John Pawson has been defined as the father of minimalist architecture. His approach to space has caught everyone’s attention: from Calvin Klein to three communities of monks, the celebrated writer Bruce Chatwin, Kew’s Royal Botanic Gardens and Ian Schrager, the inventor of the Boutique hotel.
His architecture is based on the pursuit of spatial clarity and on an understanding both of how difficult it is to be simple and how important it is to take care of every detail of a project.
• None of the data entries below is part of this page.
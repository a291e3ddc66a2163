//! Scan dispatch seam consumed by the decision engine.
//!
//! Dispatch is fire-and-observe from the engine's perspective: collaborator
//! failures (scanner, chat, ticketing) are the dispatcher's to log, and must
//! never block state persistence — scanning has already happened by the time
//! they can fail.

use std::path::PathBuf;

use repowatch_core::types::RemoteRepository;

/// Counters reported back from one dispatch over a changed-file set.
#[derive(Debug, Clone, Copy, Default, PartialEq, Eq)]
pub struct DispatchOutcome {
    /// Files actually handed to the scanner.
    pub scanned: usize,
    /// Files whose scan produced a non-empty (verified) report.
    pub findings: usize,
}

/// Routes a changed-file set to the secret scanner and escalation channels.
pub trait ScanDispatch {
    /// Dispatch scans for `changed` (repository-relative paths) of `repo`.
    ///
    /// Infallible by contract: implementations log their own collaborator
    /// failures and report what they managed to do.
    fn dispatch(&self, repo: &RemoteRepository, changed: &[PathBuf]) -> DispatchOutcome;
}

/// Dispatcher that does nothing; for runs where scanning is disabled.
pub struct NullDispatch;

impl ScanDispatch for NullDispatch {
    fn dispatch(&self, _repo: &RemoteRepository, _changed: &[PathBuf]) -> DispatchOutcome {
        DispatchOutcome::default()
    }
}
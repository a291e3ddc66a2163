//! Ticketing collaborator.
//!
//! Narrow interface over a Jira-style REST API: create an issue, read it
//! back, comment on it. Descriptions and comments go over the wire as ADF
//! documents (see [`crate::adf`]).

use std::fmt;

use base64::{engine::general_purpose::STANDARD, Engine as _};
use serde_json::json;
use ureq::Agent;

use repowatch_core::config::TicketingConfig;

use crate::adf::to_adf;
use crate::error::DispatchError;

/// Issue identifier assigned by the ticketing system (e.g. `SEC-123`).
#[derive(Debug, Clone, PartialEq, Eq)]
pub struct IssueKey(pub String);

impl fmt::Display for IssueKey {
    fn fmt(&self, f: &mut fmt::Formatter<'_>) -> fmt::Result {
        self.0.fmt(f)
    }
}

/// Details read back for an existing issue.
#[derive(Debug, Clone, PartialEq, Eq)]
pub struct IssueDetails {
    pub key: IssueKey,
    pub summary: String,
}

/// Ticket creation and follow-up operations.
pub trait Ticketing {
    fn create_issue(
        &self,
        summary: &str,
        description: &str,
        project_key: &str,
        issue_type: &str,
        labels: &[&str],
    ) -> Result<IssueKey, DispatchError>;

    /// `None` when the issue does not exist.
    fn get_issue(&self, key: &IssueKey) -> Result<Option<IssueDetails>, DispatchError>;

    fn add_comment(&self, key: &IssueKey, text: &str) -> Result<(), DispatchError>;
}

/// Jira Cloud REST v3 client.
pub struct Jira {
    agent: Agent,
    base_url: String,
    auth_header: String,
}

impl Jira {
    pub fn new(config: &TicketingConfig) -> Self {
        let credentials = STANDARD.encode(format!("{}:{}", config.email, config.api_token));
        Self {
            agent: Agent::new(),
            base_url: config.base_url.trim_end_matches('/').to_string(),
            auth_header: format!("Basic {credentials}"),
        }
    }

    fn map_http(endpoint: &'static str, err: ureq::Error) -> DispatchError {
        match err {
            ureq::Error::Status(status, _) => DispatchError::Status { endpoint, status },
            other => DispatchError::Transport {
                endpoint,
                source: Box::new(other),
            },
        }
    }
}

impl Ticketing for Jira {
    fn create_issue(
        &self,
        summary: &str,
        description: &str,
        project_key: &str,
        issue_type: &str,
        labels: &[&str],
    ) -> Result<IssueKey, DispatchError> {
        let endpoint = "issue create";
        let payload = json!({
            "fields": {
                "project": { "key": project_key },
                "summary": summary,
                "description": to_adf(description),
                "issuetype": { "name": issue_type },
                "labels": labels,
            }
        });
        let response = self
            .agent
            .post(&format!("{}/rest/api/3/issue", self.base_url))
            .set("Authorization", &self.auth_header)
            .set("Accept", "application/json")
            .send_json(payload)
            .map_err(|e| Self::map_http(endpoint, e))?;
        let body: serde_json::Value = response.into_json().map_err(|e| DispatchError::Api {
            endpoint,
            detail: format!("unreadable response: {e}"),
        })?;
        match body["key"].as_str() {
            Some(key) => Ok(IssueKey(key.to_string())),
            None => Err(DispatchError::Api {
                endpoint,
                detail: "response carried no issue key".to_string(),
            }),
        }
    }

    fn get_issue(&self, key: &IssueKey) -> Result<Option<IssueDetails>, DispatchError> {
        let endpoint = "issue get";
        let result = self
            .agent
            .get(&format!("{}/rest/api/3/issue/{}", self.base_url, key))
            .set("Authorization", &self.auth_header)
            .set("Accept", "application/json")
            .call();
        let response = match result {
            Ok(response) => response,
            Err(ureq::Error::Status(404, _)) => return Ok(None),
            Err(err) => return Err(Self::map_http(endpoint, err)),
        };
        let body: serde_json::Value = response.into_json().map_err(|e| DispatchError::Api {
            endpoint,
            detail: format!("unreadable response: {e}"),
        })?;
        let summary = body["fields"]["summary"].as_str().unwrap_or("").to_string();
        Ok(Some(IssueDetails {
            key: key.clone(),
            summary,
        }))
    }

    fn add_comment(&self, key: &IssueKey, text: &str) -> Result<(), DispatchError> {
        let endpoint = "issue comment";
        self.agent
            .post(&format!(
                "{}/rest/api/3/issue/{}/comment",
                self.base_url, key
            ))
            .set("Authorization", &self.auth_header)
            .set("Accept", "application/json")
            .send_json(json!({ "body": to_adf(text) }))
            .map_err(|e| Self::map_http(endpoint, e))?;
        Ok(())
    }
}
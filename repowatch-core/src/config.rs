//! Process configuration.
//!
//! Built once at startup from the environment, then passed by reference into
//! every component constructor. Nothing reads the environment after startup
//! and there are no ambient globals; credentials never appear in source.

use std::env;
use std::path::{Path, PathBuf};

use crate::error::ConfigError;

/// Hosting provider credentials and workspace.
#[derive(Debug, Clone)]
pub struct ProviderConfig {
    pub username: String,
    pub app_password: String,
    pub workspace: String,
    /// API base URL; overridable for tests against a local stub.
    pub api_base: String,
}

/// Chat transport credentials.
#[derive(Debug, Clone)]
pub struct ChatConfig {
    pub bot_token: String,
    pub channel: String,
    pub api_base: String,
}

/// Ticketing system credentials.
#[derive(Debug, Clone)]
pub struct TicketingConfig {
    pub base_url: String,
    pub email: String,
    pub api_token: String,
}

/// Full process configuration for a run.
#[derive(Debug, Clone)]
pub struct Config {
    /// Root under which `.repowatch/` state, mirrors, and results live.
    pub home: PathBuf,
    pub provider: ProviderConfig,
    pub chat: ChatConfig,
    pub ticketing: TicketingConfig,
    /// Path to the repository→project-key mapping document.
    pub project_keys_path: PathBuf,
}

impl Config {
    /// Build the configuration from the process environment.
    ///
    /// Required: `BITBUCKET_USERNAME`, `BITBUCKET_APP_PASSWORD`,
    /// `BITBUCKET_WORKSPACE`, `JIRA_BASE_URL`, `JIRA_EMAIL`,
    /// `JIRA_API_TOKEN`, `SLACK_BOT_TOKEN`, `SLACK_CHANNEL`.
    /// Optional: `REPOWATCH_HOME` (defaults to the user home directory),
    /// `REPOWATCH_PROJECT_KEYS` (defaults to
    /// `<home>/.repowatch/project_keys.json`).
    pub fn from_env() -> Result<Self, ConfigError> {
        let home = state_home()?;
        let project_keys_path = match env::var("REPOWATCH_PROJECT_KEYS") {
            Ok(path) if !path.is_empty() => PathBuf::from(path),
            _ => home.join(".repowatch").join("project_keys.json"),
        };

        Ok(Config {
            provider: ProviderConfig {
                username: require("BITBUCKET_USERNAME")?,
                app_password: require("BITBUCKET_APP_PASSWORD")?,
                workspace: require("BITBUCKET_WORKSPACE")?,
                api_base: "https://api.bitbucket.org/2.0".to_string(),
            },
            chat: ChatConfig {
                bot_token: require("SLACK_BOT_TOKEN")?,
                channel: require("SLACK_CHANNEL")?,
                api_base: "https://slack.com/api".to_string(),
            },
            ticketing: TicketingConfig {
                base_url: require("JIRA_BASE_URL")?,
                email: require("JIRA_EMAIL")?,
                api_token: require("JIRA_API_TOKEN")?,
            },
            home,
            project_keys_path,
        })
    }

    /// `<home>/.repowatch/mirrors/` — where local working copies live.
    pub fn mirror_root(&self) -> PathBuf {
        mirror_root_at(&self.home)
    }

    /// `<home>/.repowatch/results/` — where scan result artifacts are written.
    pub fn results_dir(&self) -> PathBuf {
        self.home.join(".repowatch").join("results")
    }
}

/// `<home>/.repowatch/mirrors/` — pure, no I/O.
pub fn mirror_root_at(home: &Path) -> PathBuf {
    home.join(".repowatch").join("mirrors")
}

/// Resolve the repowatch home: `REPOWATCH_HOME` if set, else the user home.
///
/// Commands that only read local state (`status`) use this without building a
/// full [`Config`].
pub fn state_home() -> Result<PathBuf, ConfigError> {
    if let Ok(home) = env::var("REPOWATCH_HOME") {
        if !home.is_empty() {
            return Ok(PathBuf::from(home));
        }
    }
    dirs::home_dir().ok_or(ConfigError::NoHome)
}

fn require(name: &'static str) -> Result<String, ConfigError> {
    match env::var(name) {
        Ok(value) if !value.is_empty() => Ok(value),
        _ => Err(ConfigError::MissingVar(name)),
    }
}
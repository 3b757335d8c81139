//! The regular icosahedron every icosphere starts from.

use nalgebra::Point3;

// Unit-length golden-ratio coordinates: X = 1 / sqrt(1 + phi^2), Z = phi * X.
#[allow(clippy::excessive_precision)]
const X: f64 = 0.525_731_112_119_133_606;
#[allow(clippy::excessive_precision)]
const Z: f64 = 0.850_650_808_352_039_932;
const N: f64 = 0.0;

/// The 12 icosahedron vertices, already on the unit sphere.
pub const SEED_VERTICES: [[f64; 3]; 12] = [
    [-X, N, Z],
    [X, N, Z],
    [-X, N, -Z],
    [X, N, -Z],
    [N, Z, X],
    [N, Z, -X],
    [N, -Z, X],
    [N, -Z, -X],
    [Z, X, N],
    [-Z, X, N],
    [Z, -X, N],
    [-Z, -X, N],
];

/// The 20 icosahedron faces.
///
/// Every face is wound clockwise when viewed from outside, so right-hand
/// normals point toward the centre. Each edge is used once in each
/// direction.
#[rustfmt::skip]
pub const SEED_FACES: [[u32; 3]; 20] = [
    [0, 4, 1], [0, 9, 4], [9, 5, 4], [4, 5, 8], [4, 8, 1],
    [8, 10, 1], [8, 3, 10], [5, 3, 8], [5, 2, 3], [2, 7, 3],
    [7, 10, 3], [7, 6, 10], [7, 11, 6], [11, 0, 6], [0, 1, 6],
    [6, 1, 10], [9, 0, 11], [9, 11, 2], [9, 2, 5], [7, 2, 11],
];

/// Seed vertex positions as points.
pub(crate) fn seed_points() -> impl ExactSizeIterator<Item = Point3<f64>> {
    SEED_VERTICES.iter().map(|&[x, y, z]| Point3::new(x, y, z))
}

#[cfg(test)]
mod tests {
    use super::*;
    use hashbrown::HashMap;

    #[test]
    fn seed_vertices_are_unit_length() {
        for p in seed_points() {
            assert!((p.coords.norm() - 1.0).abs() < 1e-12);
        }
    }

    #[test]
    fn seed_edges_are_shared_by_opposite_faces() {
        let mut directed: HashMap<(u32, u32), usize> = HashMap::new();
        for face in &SEED_FACES {
            for i in 0..3 {
                *directed.entry((face[i], face[(i + 1) % 3])).or_insert(0) += 1;
            }
        }

        assert_eq!(directed.len(), 60);
        for (&(a, b), &count) in &directed {
            assert_eq!(count, 1, "edge ({a}, {b}) used twice in the same direction");
            assert_eq!(directed.get(&(b, a)), Some(&1), "edge ({a}, {b}) has no twin");
        }
    }

    #[test]
    fn every_vertex_has_valence_five() {
        let mut valence = [0_usize; 12];
        for face in &SEED_FACES {
            for &v in face {
                valence[v as usize] += 1;
            }
        }
        assert!(valence.iter().all(|&n| n == 5));
    }

    #[test]
    fn seed_edges_have_equal_length() {
        let points: Vec<_> = seed_points().collect();
        let first = &SEED_FACES[0];
        let expected = (points[first[0] as usize] - points[first[1] as usize]).norm();
        for face in &SEED_FACES {
            for i in 0..3 {
                let a = points[face[i] as usize];
                let b = points[face[(i + 1) % 3] as usize];
                assert!(((a - b).norm() - expected).abs() < 1e-12);
            }
        }
    }
}
//! Icosphere generation for CortenForge.
//!
//! An icosphere is built from a regular icosahedron by repeatedly splitting
//! every triangle into four and pushing the new vertices out onto the unit
//! sphere. This crate produces it as an indexed mesh in which every edge
//! midpoint exists exactly once and is shared by both faces on that edge.
//!
//! - [`icosphere`] - Generate a unit icosphere at a given depth
//! - [`generate_icosphere`] - Generate from [`IcosphereParams`] with a face budget
//! - [`predict_growth`] - Exact vertex, face and edge counts before generating
//! - [`subdivide_pass`] / [`EdgeCache`] - The single-pass building blocks
//!
//! # Growth
//!
//! Sizes are known in closed form, so every buffer is allocated once:
//!
//! | depth | vertices | faces |
//! |------:|---------:|------:|
//! | 0     | 12       | 20    |
//! | 1     | 42       | 80    |
//! | 2     | 162      | 320   |
//! | 4     | 2562     | 5120  |
//!
//! # Example
//!
//! ```
//! use mesh_icosphere::{icosphere, predict_growth};
//!
//! let prediction = predict_growth(4).unwrap();
//! let sphere = icosphere(4);
//!
//! assert_eq!(sphere.vertex_count(), prediction.vertices);
//! assert_eq!(sphere.face_count(), 5120);
//! ```
//!
//! # Layer 0 Crate
//!
//! No Bevy or GPU dependencies. Generation is single-threaded, performs no
//! I/O and shares no state between calls.

#![warn(missing_docs)]
#![warn(clippy::all)]
#![warn(clippy::pedantic)]
#![deny(clippy::unwrap_used)]
#![deny(clippy::expect_used)]

mod edge_cache;
mod error;
mod generate;
mod growth;
mod mesh;
mod params;
mod result;
mod seed;
mod subdivide;

pub use edge_cache::{EdgeCache, EdgeKey};
pub use error::{IcosphereError, IcosphereResult};
pub use generate::{generate_icosphere, icosphere};
pub use growth::{GrowthPrediction, MAX_DEPTH, PassPrediction, predict_growth};
pub use mesh::IndexedMesh;
pub use params::{FaceWinding, IcosphereParams};
pub use result::GeneratedIcosphere;
pub use seed::{SEED_FACES, SEED_VERTICES};
pub use subdivide::subdivide_pass;

// Re-export nalgebra types for convenience
pub use nalgebra::{Point3, Vector3};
I myself have a powerful personal memory of experiencing the extraordinary physical environment created by Pawson for Chroma, a one-act work by the choreographer Wayne McGregor, which premiered at the Royal Opera House in London in 2006. Pawson’s design used the architectural motifs of inside and outside, entrance and exit, light and shadow, emptiness and plenitude, to create a spatially charged environment which the dancers explored through their bodies.
Although the set was static throughout the 25 minutes running time of the piece, the space was subject to radical transformations through the changes of the conditions of the light. It changed my ideas of what it was possible to achieve within the very particular constraints of stage design.
John Pawson’s return to yacht design
Sergio Buttiglieri, style director of Sanlorenzo Yacht, recounts the return to water of the master of minimalism, who will develop a new metal superyacht.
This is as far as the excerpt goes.